Copyright 2014 Neal Joseph Loevinger 

Torah Portion: Tazria and Shabbat Ha-Hodesh 
Speak to the whole community of Israel and say that on the tenth of this month each of them shall take a lamb to a family, a lamb to a household.  But if the household is too small for a lamb, let him share one with a neighbor who dwells nearby, in proportion to the number of persons: you shall contribute for the lamb according to what each household will eat. (Shemot/ Exodus 12:3-4)
Hard to believe, since it feels like it’s barely started to thaw around here, but this week is Shabbat Ha-Hodesh, which denotes some special readings (linked above) read on or before the beginning of the month of Nissan. Hence, ShabbatHa-Hodesh is about two weeks before Passover, which occurs in the middle of the month. It’s not surprising, then, that the special Torah reading reviews the commandments given towards the end of the Exodus narrative: to establish the Jewish calendar, to offer a special Passover sacrifice, to eat it with matzah and maror (bitter herbs.)  
Note in the passage above that the commandment of offering the Passover sacrifice was directed not so much at individuals but at a household, or even a set of neighbors, if a single household was too small to support the offering of a lamb or kid. Rabbi Joseph Soloveitchik, a great leader of modern Orthodoxy, offers a beautiful insight (found here) as to the meaning of this first Pesach sacrifice in Egypt. 
As I understand R. Soloveitchik, the sacrifice itself was meaningless to God, who needs nothing and certainly not an animal offering. Rather, the meaning of the sacrifice was to bring the slave generation into the possibility of sharing with others, both within their household and with neighbors. A slave doesn’t have enough to share and might zealously guard his small portion, but a free person is able to give, to share, to be confident in the future, to find purpose in kindness and generosity.

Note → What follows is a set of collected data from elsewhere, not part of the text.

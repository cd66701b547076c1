//! Reconciliation engine.
//!
//! One cycle per trigger: fetch the roster, build a normalized snapshot,
//! prune selections (lobby presence and absence), compute per-channel
//! availability, assemble the client payload. The snapshot is rebuilt from
//! scratch every time so a missed roster event can never cause drift.

mod availability;
mod reconciler;

pub use availability::{
    compute as compute_availability, AvailabilityView, CategoryAvailability, ChannelAvailability,
    ChoiceAvailability,
};
pub use reconciler::{CycleOutput, Engine};
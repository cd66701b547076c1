//! Error types for the reconciliation engine.

use crate::types::{CategoryId, ChannelId};
use thiserror::Error;

/// Main error type for engine operations.
#[derive(Debug, Error)]
pub enum EngineError {
    #[error("IO error: {0}")]
    Io(#[from] std::io::Error),

    /// Malformed ruleset document. Fatal at startup; the process must not
    /// start with a broken catalog.
    #[error("Invalid ruleset: {0}")]
    Config(String),

    /// A configured channel could not be resolved at cycle time. Aborts the
    /// current cycle only; the next trigger retries the fetch.
    #[error("Channel not resolvable: {0}")]
    ChannelUnresolved(ChannelId),

    /// A client referenced a category that is not in the loaded ruleset.
    /// Rejects that single selection update, nothing else.
    #[error("Unknown category: {0}")]
    UnknownCategory(CategoryId),

    #[error("Serialization error: {0}")]
    Serialization(String),

    /// The service loop has stopped; no more triggers can be submitted.
    #[error("Service stopped")]
    ServiceStopped,
}

impl From<serde_json::Error> for EngineError {
    fn from(e: serde_json::Error) -> Self {
        EngineError::Serialization(e.to_string())
    }
}

/// Result type for engine operations.
pub type Result<T> = std::result::Result<T, EngineError>;
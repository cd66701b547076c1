//! The reconciliation cycle.

use crate::error::Result;
use crate::gateway::UpdatePayload;
use crate::membership;
use crate::roster::{RosterConfig, RosterSource};
use crate::ruleset::Ruleset;
use crate::selections::SelectionStore;
use crate::types::{CategoryId, ChoiceId, Snapshot, UpdateKind, UserId};
use tracing::{debug, warn};

use super::availability::{self, AvailabilityView};

/// Everything one completed cycle produced.
///
/// `payload` is what clients receive; `snapshot` and `availability` are the
/// unfiltered computed model (including empty team channels) kept for
/// callers that inspect cycle results directly.
#[derive(Clone, Debug)]
pub struct CycleOutput {
    pub kind: UpdateKind,
    pub snapshot: Snapshot,
    pub availability: AvailabilityView,
    pub payload: UpdatePayload,
}

/// The selection-reconciliation engine.
///
/// Owns the selection store outright; every mutation happens either in
/// [`apply_selection`](Engine::apply_selection) or inside
/// [`run_cycle`](Engine::run_cycle), and the service loop runs those
/// back-to-back per trigger with nothing interleaved.
pub struct Engine {
    ruleset: Ruleset,
    config: RosterConfig,
    roster: Box<dyn RosterSource>,
    selections: SelectionStore,
}

impl Engine {
    pub fn new(ruleset: Ruleset, config: RosterConfig, roster: Box<dyn RosterSource>) -> Self {
        let selections = SelectionStore::new(&ruleset);
        Self {
            ruleset,
            config,
            roster,
            selections,
        }
    }

    pub fn ruleset(&self) -> &Ruleset {
        &self.ruleset
    }

    pub fn selections(&self) -> &SelectionStore {
        &self.selections
    }

    /// Apply one client selection change ahead of its cycle.
    ///
    /// `None` clears the entry (unselect past the cap is always permitted).
    /// Fails with `UnknownCategory` without touching the store.
    pub fn apply_selection(
        &mut self,
        category: &CategoryId,
        user: UserId,
        choice: Option<ChoiceId>,
    ) -> Result<()> {
        match choice {
            Some(choice) => self.selections.set(category, user, choice),
            None => self.selections.clear(category, &user),
        }
    }

    /// Run one full fetch, build, prune, compute, assemble pass.
    ///
    /// A failed fetch aborts the cycle before any store mutation; the caller
    /// logs it and waits for the next trigger.
    pub fn run_cycle(&mut self, kind: UpdateKind) -> Result<CycleOutput> {
        // 1. One coherent read of the external roster.
        let raw = self.roster.fetch(&self.config)?;

        // 2. Normalize into a snapshot.
        let snapshot = membership::build_snapshot(raw);

        // 3. Returning to the lobby forfeits in-progress selections.
        for user in snapshot.lobby.user_ids() {
            debug!(user = %user, "clearing selections: user in lobby");
            self.selections.clear_everywhere(user);
        }

        // 4. Users absent from every channel lose their entries too.
        let present = snapshot.present_user_ids();
        self.selections.prune_all(&present);

        // 5. Remaining counts per team channel, from a fresh copy each.
        let availability = availability::compute(&self.ruleset, &snapshot, &self.selections);
        for (channel, category, choice) in availability.over_allocations() {
            warn!(
                channel = %channel,
                category = %category,
                choice = %choice.id,
                remaining = choice.remaining,
                "choice over-allocated"
            );
        }

        // 6. One payload, parameterized only by emission kind.
        let payload = UpdatePayload::assemble(
            kind,
            &snapshot,
            self.selections.snapshot_all(),
            &availability,
        );

        Ok(CycleOutput {
            kind,
            snapshot,
            availability,
            payload,
        })
    }
}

The intent of the Passover sacrifice was to bring the slaves into emotional freedom from being (understandably) self-centered and too anxious to care for others. 
Note, however, that what brings the people into that emotional freedom is the act of giving to others. They don’t share because they are free, they are free because they share. Actions change our perspective; the slaves may have thought they were merely obeying a ritual command, but the mitzvahtransformed them from within. 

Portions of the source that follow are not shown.